Enfin, un cluster strident des bois en quarts de tons, tenu dans le suraigu et dans la nuance ffff, intervient à deux reprises, de façon totalement identique : c'est un signal très prégnant, immédiatement reconnaissable.

Pour assurer une unité de l'ensemble, j'ai également utilisé un certains nombre d'harmonies, qui circulent tout au long de la pièce : ce sont par exemple la matrice do-réb-fa-sol (dans toutes les transpositions possibles) ; ou la superposition de deux septièmes de dominante dans l'espace d'une octave (à la couleur très diatonique et qui semble presque modale). Et une certaine nouveauté dans mon langage (comme le pendant de ce relatif diatonisme) : l'écriture en clusters, sous toutes ses formes (tenus, rythmiques, gammes clustérisées, parfois à l'extrême).

Mais par-dessus tout, c'est le rôle des pianos qui est prédominant dans l'unité de la pièce (car c'est bien un concerto !), et qui explique - en partie - le titre Vertigo. J'ai cherché à utiliser nombre de moyens de brouillage : la superposition de vitesses dans des registres similaires, le contrepoint de figures très proches harmoniquement et rythmiquement (comme il est possible de le faire sur les deux claviers d'un clavecin), et l'impureté induite par l'environnement microtonal (pour donner l'illusion que les pianos sont détempérés) ; cet environnement microtonal est d'ailleurs beaucoup issu des harmoniques naturelles des cordes et des cors. Il en résulte une sensation presque "éthylisée", brouillée, trouble, comme un reflet dans une eau en léger mouvement.
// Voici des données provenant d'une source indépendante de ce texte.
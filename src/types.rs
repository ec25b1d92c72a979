//! Error types for the Jubilee core

/// Main error type for Jubilee core operations
#[derive(Debug, thiserror::Error)]
pub enum JubileeError {
    /// Transaction source (ledger backend) failure
    #[error("Source error: {0}")]
    Source(String),

    /// Push channel subscription failure
    #[error("Channel error: {0}")]
    Channel(String),

    /// Identity resolution failure
    #[error("Identity error: {0}")]
    Identity(String),

    /// Payload that could not be parsed into the expected shape
    #[error("Malformed payload: {0}")]
    Malformed(String),

    /// Audio asset load/playback failure
    #[error("Audio error: {0}")]
    Audio(String),

    #[error("Internal error: {0}")]
    Internal(String),
}

impl JubileeError {
    /// True for errors the engine recovers from by degrading (never
    /// surfaced to the user as an error condition)
    pub fn is_recoverable(&self) -> bool {
        !matches!(self, Self::Internal(_))
    }
}

impl From<serde_json::Error> for JubileeError {
    fn from(err: serde_json::Error) -> Self {
        Self::Malformed(format!("JSON error: {}", err))
    }
}

/// Result type alias for Jubilee core operations
pub type Result<T> = std::result::Result<T, JubileeError>;
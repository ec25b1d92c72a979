//! Celebration side effects: audio and visual sinks
//!
//! The engine never touches an audio device or a canvas itself; hosts
//! hand in sinks. Playback is gated behind the first user interaction
//! of the session (autoplay policy) and the sound asset is resolved by
//! trying the primary path then alternate extensions, so a host that
//! ships only `.ogg` still gets sound.

use async_trait::async_trait;
use std::sync::atomic::{AtomicBool, Ordering};
use std::sync::Arc;
use std::time::Duration;
use tracing::{debug, warn};

use crate::types::Result;

/// Plays short one-shot sound assets
#[async_trait]
pub trait AudioSink: Send + Sync {
    /// Whether the asset at `path` can be loaded at all
    async fn can_load(&self, path: &str) -> bool;

    /// Play the asset once. Errors degrade to a silent celebration at
    /// the call site.
    async fn play(&self, path: &str) -> Result<()>;
}

/// Runs the visual celebration effect
#[async_trait]
pub trait EffectSink: Send + Sync {
    /// Run the particle burst for `duration`, then self-terminate
    async fn confetti(&self, duration: Duration);
}

/// Sink for hosts without audio output
pub struct NullAudioSink;

#[async_trait]
impl AudioSink for NullAudioSink {
    async fn can_load(&self, _path: &str) -> bool {
        false
    }

    async fn play(&self, _path: &str) -> Result<()> {
        Ok(())
    }
}

/// Sink for hosts without a visual surface
pub struct NullEffectSink;

#[async_trait]
impl EffectSink for NullEffectSink {
    async fn confetti(&self, _duration: Duration) {}
}

/// Sound asset with extension fallbacks
#[derive(Debug, Clone)]
pub struct AudioCue {
    /// Preferred asset path
    pub primary: String,
    /// Extensions to swap in when the primary does not load
    pub fallback_exts: Vec<String>,
}

impl Default for AudioCue {
    fn default() -> Self {
        Self {
            primary: "sounds/celebration.mp3".to_string(),
            fallback_exts: vec!["ogg".to_string(), "wav".to_string()],
        }
    }
}

impl AudioCue {
    /// Candidate paths in resolution order: the primary first, then
    /// the primary with each fallback extension swapped in
    pub fn candidates(&self) -> Vec<String> {
        let stem = match self.primary.rsplit_once('.') {
            Some((stem, _ext)) => stem,
            None => self.primary.as_str(),
        };
        let mut paths = vec![self.primary.clone()];
        for ext in &self.fallback_exts {
            let candidate = format!("{}.{}", stem, ext);
            if !paths.contains(&candidate) {
                paths.push(candidate);
            }
        }
        paths
    }

    /// First candidate the sink can load, if any
    pub async fn resolve(&self, sink: &dyn AudioSink) -> Option<String> {
        for candidate in self.candidates() {
            if sink.can_load(&candidate).await {
                return Some(candidate);
            }
        }
        None
    }
}

/// "User has interacted at least once" flag for the session.
///
/// Hosts mark it on the first pointer or key event; until then every
/// playback attempt is skipped.
#[derive(Clone, Default)]
pub struct InteractionGate {
    interacted: Arc<AtomicBool>,
}

impl InteractionGate {
    pub fn new() -> Self {
        Self::default()
    }

    pub fn mark_interacted(&self) {
        self.interacted.store(true, Ordering::SeqCst);
    }

    pub fn interacted(&self) -> bool {
        self.interacted.load(Ordering::SeqCst)
    }
}

/// Attempt gated playback of a cue. Never fails: a closed gate, an
/// unresolvable asset, or a sink error all end in silence.
pub async fn play_gated(sink: &dyn AudioSink, cue: &AudioCue, gate: &InteractionGate) {
    if !gate.interacted() {
        debug!("Playback skipped, no user interaction yet");
        return;
    }
    match cue.resolve(sink).await {
        Some(path) => {
            if let Err(e) = sink.play(&path).await {
                warn!(path = %path, error = %e, "Playback failed, celebrating silently");
            }
        }
        None => debug!(primary = %cue.primary, "No loadable audio candidate"),
    }
}
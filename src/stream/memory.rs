//! In-memory push channel
//!
//! Reference `PushChannel` provider: a process-local broker that
//! routes published events to matching table subscriptions. Used by
//! the test suites and by hosts that feed events from their own
//! transport.

use async_trait::async_trait;
use dashmap::{DashMap, DashSet};
use std::sync::atomic::{AtomicBool, Ordering};
use tokio::sync::mpsc;
use tracing::debug;

use crate::stream::{ChangeEvent, ChannelFilter, PushChannel, Subscription};
use crate::types::{JubileeError, Result};

struct Route {
    filter: ChannelFilter,
    sender: mpsc::UnboundedSender<ChangeEvent>,
}

#[derive(Default)]
pub struct MemoryChannel {
    routes: DashMap<String, Vec<Route>>,
    fail_subscribe: AtomicBool,
    fail_tables: DashSet<String>,
}

impl MemoryChannel {
    pub fn new() -> Self {
        Self::default()
    }

    /// Make the next subscribe calls fail, for degradation tests
    pub fn set_fail_subscribe(&self, fail: bool) {
        self.fail_subscribe.store(fail, Ordering::SeqCst);
    }

    /// Make subscribe calls on one table fail while the rest keep
    /// working, for partial-failure tests
    pub fn set_fail_subscribe_for(&self, table: &str, fail: bool) {
        if fail {
            self.fail_tables.insert(table.to_string());
        } else {
            self.fail_tables.remove(table);
        }
    }

    /// Deliver an event to every live matching subscription on its
    /// table. Returns how many subscriptions received it. Dead routes
    /// (dropped subscriptions) are pruned on the way through.
    pub fn publish(&self, event: ChangeEvent) -> usize {
        let Some(mut routes) = self.routes.get_mut(&event.table) else {
            return 0;
        };
        routes.retain(|route| !route.sender.is_closed());

        let mut delivered = 0;
        for route in routes.iter() {
            if route.filter.matches(&event) && route.sender.send(event.clone()).is_ok() {
                delivered += 1;
            }
        }
        debug!(
            table = %event.table,
            op = ?event.op,
            delivered,
            "Published change event"
        );
        delivered
    }

    /// Live subscriptions on a table
    pub fn subscriber_count(&self, table: &str) -> usize {
        self.routes
            .get(table)
            .map(|routes| {
                routes
                    .iter()
                    .filter(|route| !route.sender.is_closed())
                    .count()
            })
            .unwrap_or(0)
    }
}

#[async_trait]
impl PushChannel for MemoryChannel {
    async fn subscribe(&self, table: &str, filter: ChannelFilter) -> Result<Subscription> {
        if self.fail_subscribe.load(Ordering::SeqCst) || self.fail_tables.contains(table) {
            return Err(JubileeError::Channel(format!(
                "subscribe refused for table {}",
                table
            )));
        }

        let (sender, subscription) = Subscription::channel(table);
        self.routes
            .entry(table.to_string())
            .or_default()
            .push(Route { filter, sender });
        debug!(
            table = %table,
            subscription_id = %subscription.id(),
            "Opened subscription"
        );
        Ok(subscription)
    }
}
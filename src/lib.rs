//! Jubilee - points wallet and celebration engine for family rewards
//!
//! "Proclaim liberty throughout the land" - Leviticus 25:10
//!
//! Jubilee keeps one beneficiary's points economy live on screen: it
//! reconciles the wallet view from a sometimes-unreliable aggregate
//! source, follows row changes over a push channel, and turns good
//! news into a deduplicated celebration queue with audio and confetti.
//!
//! ## Components
//!
//! - **Ledger**: read interface over the backing transaction store
//! - **Wallet**: four-number view derivation with degraded fallback
//! - **Stream**: change event types and the per-table multiplexer
//! - **Notify**: celebration/informational classification with cooldown
//! - **Celebration**: queue, overlay state machine, audio gating
//! - **Session**: one task per beneficiary tying it all together

pub mod celebration;
pub mod identity;
pub mod ledger;
pub mod logging;
pub mod notify;
pub mod session;
pub mod stream;
pub mod types;
pub mod wallet;

pub use identity::{BeneficiaryKeys, IdentityResolver};
pub use session::{BeneficiarySession, SessionConfig, SessionContext, SessionHandle};
pub use types::{JubileeError, Result};
pub use wallet::{WalletSource, WalletView};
Comme le préfigurait l'orchestration de Mana, je requiers de l'orchestre une grande virtuosité instrumentale, toujours dans le même dessein d'obtenir une frénésie collective : comme un gigantesque ensemble de solistes, un orchestre très divisé (43 parties réelles ; à un moment 24 parties de violons), grande vitesse d'exécution, tempi extrêmes (jusqu'à 200 à la croche), tutti orgiaques. Je n'ai pas manqué de me souvenir de la lettre que m'a écrite Helmut Lachenmann, qui suggérait chez moi un peu plus "[d']écriture criminelle" ; j'espère y être parvenu par moments.

Enfin, la deuxième explication du titre est une référence au Scottie d'Hitchcock... car moi aussi j'ai peur du vide (du silence), et les vingt minutes de la pièce ne connaissent aucun répit, aucun temps mort. Pas de silences, pas de lenteur.